Passive Frequency Filters
Passive frequency filters use passive components such as the resistors, capacitors and inductors and do not increase or decrease the amplitude of the required frequency. The passive filters attenuate the unwanted frequencies and have an output level slightly lower than the input. The resistor-capacitor (RC) networks are used for low frequencies up to 100 KHz and the resistor-inductor-capacitor (RLC) networks for higher frequencies above 100 KHz
Active Frequency Filters
Active frequency filters use active amplifying components such as transistors and operational amplifiers (opamps), which are used to increase the signal strength and can have higher outputs that the input signal level. The active filter is not affected by variations in load resistance or reactance as with the passive filters. They provide better filtering performance at the cut off frequencies and the amplifier allows one to specify and easily adjust cut-off frequency, pass band gain and ripple
Types of filters
The five main types of frequency filters are the high pass, low-pass, all-pass, band pass, and notch filters. Their characteristics are determined by the type and values of circuit components used as well as their arrangement. The classification is based on the frequency range that a filter allows to passes through.

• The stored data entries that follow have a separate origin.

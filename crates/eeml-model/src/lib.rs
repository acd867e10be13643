//! Data model for EEML (Extended Environment Markup Language) documents.
//!
//! An [`Environment`] is the root aggregate: one monitored space or feed, its
//! metadata, an optional [`Location`], and an ordered list of [`Data`] readings.
//! Each reading may carry a [`Unit`].
//!
//! The types in this crate are plain value holders. Converting them to and from
//! the EEML XML wire format lives in the `eeml-xml` crate.

mod data;
mod environment;
mod error;
mod location;
mod types;
mod unit;

pub use data::Data;
pub use environment::Environment;
pub use error::{EemlError, EemlResult};
pub use location::Location;
pub use types::{Domain, Status};
pub use unit::Unit;
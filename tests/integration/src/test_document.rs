//! Exact document output for the reference EEML examples.

#[cfg(test)]
mod tests {
    use eeml_model::{Data, Environment};
    use eeml_xml::EemlDocument;

    use crate::{complete_environment, init_tracing};

    const MINIMAL: &str = r#"<?xml version="1.0" encoding="UTF-8"?><eeml xmlns:xsi="http://www.w3.org/2001/XMLSchema-instance" xmlns="http://www.eeml.org/xsd/005" xsi:schemaLocation="http://www.eeml.org/xsd/005 http://www.eeml.org/xsd/005/005.xsd"><environment><data id="0"><value>36.2</value></data></environment></eeml>"#;

    const MINIMAL_ID_42: &str = r#"<?xml version="1.0" encoding="UTF-8"?><eeml xmlns:xsi="http://www.w3.org/2001/XMLSchema-instance" xmlns="http://www.eeml.org/xsd/005" xsi:schemaLocation="http://www.eeml.org/xsd/005 http://www.eeml.org/xsd/005/005.xsd"><environment><data id="42"><value>36.2</value></data></environment></eeml>"#;

    const COMPLETE: &str = r#"<?xml version="1.0" encoding="UTF-8"?><eeml version="5" xmlns:xsi="http://www.w3.org/2001/XMLSchema-instance" xmlns="http://www.eeml.org/xsd/005" xsi:schemaLocation="http://www.eeml.org/xsd/005 http://www.eeml.org/xsd/005/005.xsd"><environment updated="2007-05-04T18:13:51Z" creator="http://www.haque.co.uk" id="1"><title>A Room Somewhere</title><feed>http://www.pachube.com/feeds/1.xml</feed><status>frozen</status><description>This is a room somewhere</description><icon>http://www.roomsomewhere/icon.png</icon><website>http://www.roomsomewhere/</website><email>myemail@roomsomewhere</email><location domain="physical" exposure="indoor" disposition="fixed"><name>My Room</name><lat>32.4</lat><lon>22.7</lon><ele>0.2</ele></location><data id="0"><tag>temperature</tag><value maxValue="48.0" minValue="23.0">36.2</value><unit type="derivedSI" symbol="C">Celsius</unit></data><data id="1"><tag>blush</tag><tag>redness</tag><tag>embarrassment</tag><value maxValue="100.0" minValue="0.0">84.0</value><unit type="contextDependentUnits">blushesPerHour</unit></data><data id="2"><tag>length</tag><tag>distance</tag><tag>extension</tag><value minValue="0.0">12.3</value><unit type="basicSI" symbol="m">meter</unit></data></environment></eeml>"#;

    #[test]
    fn test_should_generate_minimal_document() {
        init_tracing();
        let mut env = Environment::new();
        env.push(Data::new(36.2));
        let xml = env.to_eeml(None).expect("serialization should succeed");
        assert_eq!(xml, MINIMAL);
    }

    #[test]
    fn test_should_generate_minimal_document_with_explicit_id() {
        init_tracing();
        let mut env = Environment::new();
        env.push(Data::with_id(36.2, 42));
        let xml = env.to_eeml(None).expect("serialization should succeed");
        assert_eq!(xml, MINIMAL_ID_42);
    }

    #[test]
    fn test_should_generate_complete_document() {
        let env = complete_environment();
        let xml = env.to_eeml(Some("5")).expect("serialization should succeed");
        assert_eq!(xml, COMPLETE);
    }

    #[test]
    fn test_should_refuse_empty_environment_whatever_its_metadata() {
        let mut env = complete_environment();
        while !env.is_empty() {
            env.remove(0);
        }
        let err = env.to_eeml(Some("5")).unwrap_err();
        assert!(err.is_no_data());
        assert_eq!(err.to_string(), "EEML requires at least one data item");

        let err = Environment::new().to_eeml(None).unwrap_err();
        assert!(err.is_no_data());
    }

    #[test]
    fn test_should_parse_minimal_document_with_any_namespace_order() {
        init_tracing();
        let reordered = r#"<?xml version="1.0" encoding="UTF-8"?><eeml xmlns="http://www.eeml.org/xsd/005" xsi:schemaLocation="http://www.eeml.org/xsd/005 http://www.eeml.org/xsd/005/005.xsd" xmlns:xsi="http://www.w3.org/2001/XMLSchema-instance"><environment><data id="0"><value>36.2</value></data></environment></eeml>"#;

        for xml in [MINIMAL, reordered] {
            let env = Environment::from_eeml(xml).expect("deserialization should succeed");
            assert_eq!(env.len(), 1);
            assert!((env[0].value() - 36.2).abs() < 1e-9);
        }
    }
}
impl EemlDeserialize for Unit {
    fn deserialize_xml(
        start: &BytesStart<'_>,
        reader: &mut Reader<&[u8]>,
        _config: &CodecConfig,
    ) -> Result<Self, XmlError> {
        let mut unit_type = None;
        let mut symbol = None;
        for attr in start.attributes() {
            let attr = attr?;
            match attr.key.as_ref() {
                b"type" => unit_type = Some(attribute_value(&attr)?),
                b"symbol" => symbol = Some(attribute_value(&attr)?),
                _ => {}
            }
        }

        let mut unit = Unit::new(read_text_content(reader)?)?;
        if let Some(unit_type) = unit_type {
            unit = unit.with_unit_type(unit_type);
        }
        if let Some(symbol) = symbol {
            unit = unit.with_symbol(symbol);
        }
        Ok(unit)
    }
}
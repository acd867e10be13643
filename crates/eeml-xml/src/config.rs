//! Codec configuration.
//!
//! Defaults produce the plain EEML 005 document with no `version` attribute and
//! a lenient parser. Both knobs can be driven by environment variables.

/// Options controlling EEML serialization and parsing.
#[derive(Debug, Clone, Default, PartialEq, Eq, serde::Serialize, serde::Deserialize)]
#[serde(rename_all = "camelCase")]
pub struct CodecConfig {
    /// Value of the `version` attribute on the root element, omitted when unset.
    pub version: Option<String>,
    /// Reject unknown child elements instead of skipping them.
    pub strict: bool,
}

impl CodecConfig {
    /// Configuration that writes the given root `version` attribute.
    #[must_use]
    pub fn with_version(version: impl Into<String>) -> Self {
        Self {
            version: Some(version.into()),
            ..Self::default()
        }
    }

    /// Load configuration from `EEML_VERSION` and `EEML_STRICT`.
    #[must_use]
    pub fn from_env() -> Self {
        let mut config = Self::default();

        if let Ok(v) = std::env::var("EEML_VERSION") {
            if !v.is_empty() {
                config.version = Some(v);
            }
        }
        if let Ok(v) = std::env::var("EEML_STRICT") {
            config.strict = v == "1" || v.eq_ignore_ascii_case("true");
        }

        config
    }
}
//! EEML XML serialization/deserialization.
//!
//! This crate maps the [`eeml_model`] object graph to and from the EEML 005
//! XML wire format.
//!
//! # Key components
//!
//! - [`to_eeml`] / [`to_eeml_with`] for rendering an [`Environment`] as a document
//! - [`from_eeml`] / [`from_eeml_with`] for parsing a document into an [`Environment`]
//! - [`EemlDocument`] extension trait putting both on `Environment` itself
//! - [`CodecConfig`] for the root `version` attribute and parser strictness
//!
//! # EEML XML conventions
//!
//! - Namespace: `http://www.eeml.org/xsd/005`
//! - Timestamps: UTC, second precision (`2007-05-04T18:13:51Z`)
//! - Numbers: always at least one fractional digit (`48.0`)
//! - Output is a single line, no indentation
//!
//! [`Environment`]: eeml_model::Environment

mod config;
pub mod deserialize;
mod document;
pub mod error;
pub mod serialize;

pub use config::CodecConfig;
pub use deserialize::{EemlDeserialize, from_eeml, from_eeml_with};
pub use document::EemlDocument;
pub use error::XmlError;
pub use serialize::{
    EEML_NAMESPACE, EemlSerialize, SCHEMA_LOCATION, XSI_NAMESPACE, to_eeml, to_eeml_with,
};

- Low pass filter allows low frequency signals ranging from 0 Hz to the designed cut-off frequency point and attenuates the higher frequencies.
- High pass filter allows those signals above the cut off frequency and blocks all the lower ones.
- Band pass filter allows signals within the specified band of frequencies to pass while blocking the higher and lower frequencies outside this band.
- Band stop attenuates signals within the specified band or range and allows both higher and lower frequencies outside the band to pass.
Typical RC Low Pass Filter Circuit
A simple passive filter contains a resistor and a capacitor, while the more complex filters combine several active and passive components. Since capacitive reactance is inversely proportional to frequency, it is much larger at low frequencies and causes more voltage to be dropped across the capacitor as compared to that across the resistor. At higher frequencies, the capacitive reactance is lower than the resistor’s value and voltage across the capacitor is less. The filter’s output is the voltage across the capacitor and hence will be lower at higher frequencies and high at low frequencies.
Frequency filters are used in a variety of telecommunication and electronics such as power supplies, biomedical systems, space satellites and other sophisticated electronic systems.